My father has been diagnosed with ALS for almost 16 months now. He has been on bipap for a year. He can only take it off for very small intervals. He spends most of his time in bed but do manage to get to his chair for small periods with some help.

Yesterday my father awoke feeling very well. He said he is "getting better". He stood up on his own (although shaky) and even turned off his bipap machine himself without any help. He ate his supper last night without help (he always needed assistance before). He asked my mother and I if we believed in miracles because he was going to beat this disease. He keeps off his bipap machine for 20 - 40 minute intervals. Our GP came to visit today and said that this is something he just can't explain. My Dad has always been somewhat of a "spiritual" man but now says that he wants me to go to church with him next month because by then he will be able to go. My heart wants to believe that he is getting better but my brain tells me that it is impossible.

.......just wondering if anyone had any sort of reason or explanation for this.
Thanks
 
Hi jacqquelyn. Outside of a miracle I wouldn't have any explanation for this. We sometimes level off in our deterioration but don't get better for no apparent reason. We have had people coming here CLAIMING to get better but they are usually trying to sell some miracle cure or supplement. Seeing as you are not trying that I have no real explanation. Let us know if he continues to improve.
AL.
 
hi jacqquelyn,i have to say this is great news and will give people hope that think that there is none.i do believe in miricales so just pray for your father there is a god so there is hope.
 
I know when my local docs first suspected ALS I didn't exactly give up but I also didn't know much about the disease. The more I learned the more plans I made-for how I would handle one thing or the other. These plans wore me out physicaly and mentally and emotionally. This made me weaker. Now I take it one day at a time, and feel better. I have not regained any strength, but I am not losing it as quickly.

Maybe something like this was happening with your Dad? Maye he was wearing himself out with worry and now feels emotionally better so he is not as tired? Just a guess...Cindy.
 
Today is the third day that Dad continues to do well. This morning he is sitting up getting a sponge bath WITHOUT his bipap on. He is full of smiles and is laughing and joking around. He actually met the homecare worker at the door (in his wheelchair with help from Mom). I don't mean to be a pessimist about the whole thing but I am afraid what this might mean. Lots of times I have heard of "the calm before the storm" so to speak. But at the same time, it is so so good to see his spirits so high and to see him so positive.
Thank you all for your replies.
 
I know what you are thinking.. who knows, but, in the meantime.. I'm glad you are all enjoying some memory making fun!
Enjoy your weekend.
 
Jacquelyn - is it possible that your dad was severely depressed before and maybe his symptoms were more disabling from that than the als. Maybe he hasn't progressed as far as he and the rest of the family thought, but was completely disabled from depression due to his prognosis. It's just a thought.
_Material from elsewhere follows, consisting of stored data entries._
//! Grover SAT Walkthrough
//!
//! Runs the built-in scenarios, or one picked by name, and charts the
//! measured counts of each.

use std::time::Instant;

use clap::Parser;
use indicatif::{ProgressBar, ProgressStyle};
use tracing_subscriber::EnvFilter;

use qsat_demos::runner::{DemoRunner, print_outcome};
use qsat_demos::scenarios::{self, Scenario};
use qsat_demos::{print_header, print_info, print_result, print_section, print_success};
use qsat_search::Synthesis;

#[derive(Parser, Debug)]
#[command(name = "demo-sat")]
#[command(about = "Walk through Grover search on Boolean satisfiability problems")]
struct Args {
    /// Scenario to run (party, single, 3sat, template); all when omitted
    scenario: Option<String>,

    /// List the scenarios and exit
    #[arg(long)]
    list: bool,

    /// Shots per round
    #[arg(short, long, default_value = "1024")]
    shots: u32,

    /// Seed for reproducible runs
    #[arg(long)]
    seed: Option<u64>,

    /// Use the growth schedule instead of the optimal power
    #[arg(long)]
    growth: bool,

    /// Oracle synthesis (anf, minterm)
    #[arg(long, default_value = "anf")]
    synthesis: String,

    /// Increase verbosity
    #[arg(short, long, action = clap::ArgAction::Count)]
    verbose: u8,
}

fn progress_bar(len: u64) -> ProgressBar {
    let pb = ProgressBar::new(len);
    if let Ok(style) =
        ProgressStyle::with_template("{spinner:.green} [{bar:30.cyan/blue}] {pos}/{len} {msg}")
    {
        pb.set_style(style.progress_chars("#>-"));
    }
    pb
}

#[tokio::main]
async fn main() {
    let args = Args::parse();

    let level = match args.verbose {
        0 => "warn",
        1 => "info",
        _ => "debug",
    };
    let filter = EnvFilter::try_from_default_env().unwrap_or_else(|_| EnvFilter::new(level));
    tracing_subscriber::fmt()
        .with_env_filter(filter)
        .with_target(false)
        .with_writer(std::io::stderr)
        .init();

    if args.list {
        print_header("qsat Scenarios");
        for scenario in scenarios::catalog() {
            print_result(scenario.name, scenario.description);
        }
        return;
    }

    let selected: Vec<&Scenario> = match &args.scenario {
        Some(name) => match scenarios::find(name) {
            Some(scenario) => vec![scenario],
            None => {
                eprintln!("Error: unknown scenario '{name}' (try --list)");
                std::process::exit(1);
            }
        },
        None => scenarios::catalog().iter().collect(),
    };

    let synthesis: Synthesis = match args.synthesis.parse() {
        Ok(synthesis) => synthesis,
        Err(e) => {
            eprintln!("Error: {e}");
            std::process::exit(1);
        }
    };

    let mut runner = DemoRunner::new()
        .with_shots(args.shots)
        .with_optimal(!args.growth)
        .with_synthesis(synthesis);
    if let Some(seed) = args.seed {
        runner = runner.with_seed(seed);
    }

    print_header("Grover Search for Boolean Satisfiability");
    print_info("Expression -> phase oracle -> Grover search -> histogram");

    let start = Instant::now();
    let pb = progress_bar(selected.len() as u64);
    let mut outcomes = Vec::with_capacity(selected.len());
    for scenario in &selected {
        pb.set_message(scenario.title);
        match runner.run(scenario).await {
            Ok(outcome) => outcomes.push((*scenario, outcome)),
            Err(e) => {
                pb.abandon();
                eprintln!("Error in scenario '{}': {e}", scenario.name);
                std::process::exit(1);
            }
        }
        pb.inc(1);
    }
    pb.finish_and_clear();

    let mut solved = 0;
    for (scenario, outcome) in &outcomes {
        print_header(scenario.title);
        println!("  {}", scenario.description);
        print_result("Source", scenario.source_text());
        print_outcome(outcome);
        if outcome.result.oracle_evaluation {
            solved += 1;
        }
    }

    print_section("Summary");
    print_result("Scenarios", outcomes.len());
    print_result("Solved", solved);
    print_result("Elapsed", format!("{:.2?}", start.elapsed()));
    println!();
    print_success("Walkthrough complete!");
}
//! Lexer for Boolean expressions.

use logos::Logos;

/// Tokens of the expression language.
#[derive(Logos, Debug, Clone, PartialEq, Eq)]
#[logos(skip r"[ \t\r\n]+")]
#[logos(skip r"#[^\n]*")]
pub enum Token {
    #[token("true")]
    #[token("1")]
    True,

    #[token("false")]
    #[token("0")]
    False,

    #[regex(r"[A-Za-z_][A-Za-z0-9_]*", |lex| lex.slice().to_string())]
    Identifier(String),

    #[token("~")]
    #[token("!")]
    Not,

    #[token("&")]
    #[token("&&")]
    And,

    #[token("|")]
    #[token("||")]
    Or,

    #[token("^")]
    Xor,

    #[token("->")]
    Implies,

    #[token("<->")]
    Iff,

    #[token("(")]
    LParen,

    #[token(")")]
    RParen,
}

impl std::fmt::Display for Token {
    fn fmt(&self, f: &mut std::fmt::Formatter<'_>) -> std::fmt::Result {
        match self {
            Token::True => write!(f, "true"),
            Token::False => write!(f, "false"),
            Token::Identifier(s) => write!(f, "{s}"),
            Token::Not => write!(f, "~"),
            Token::And => write!(f, "&"),
            Token::Or => write!(f, "|"),
            Token::Xor => write!(f, "^"),
            Token::Implies => write!(f, "->"),
            Token::Iff => write!(f, "<->"),
            Token::LParen => write!(f, "("),
            Token::RParen => write!(f, ")"),
        }
    }
}

/// A token with its byte range in the source.
#[derive(Debug, Clone, PartialEq)]
pub struct SpannedToken {
    pub token: Token,
    pub span: std::ops::Range<usize>,
}

/// Tokenize an expression.
pub fn tokenize(source: &str) -> Vec<Result<SpannedToken, (std::ops::Range<usize>, String)>> {
    let mut lexer = Token::lexer(source);
    let mut tokens = Vec::new();

    while let Some(result) = lexer.next() {
        let span = lexer.span();
        if let Ok(token) = result {
            tokens.push(Ok(SpannedToken { token, span }));
        } else {
            let slice = &source[span.clone()];
            tokens.push(Err((span, format!("Invalid token: '{slice}'"))));
        }
    }

    tokens
}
I am very happy for him and pray that his happiness continues and his als lags way behind! Leslie
 
Hi Jacqueline, You may be right that this is the calm before the storm, I have seen it happen before.
I pray that it is truly an improvement (long term one) in your Dad's condition. However enjoy every second of these days, I use to call them window days, a true gift from God.
Jane
 
calm before the storm

hi jacqueline,

i truly hope this is a miracle, but to be realistic about it, it could very possibly be the 'calm before the storm'. i tend to agree that his depression was his worst enemy, and maybe his antidepressant meds are just now kicking in. none of us know.

my husband is one of the kindest, gentlest, and sweetest man i've ever known, but i had had to ask his als specialist a few wks ago to please put him on an antidepressant asap bec. his depression was causing him to be sooooo cranky and hateful at times. not at me, but at everything around him.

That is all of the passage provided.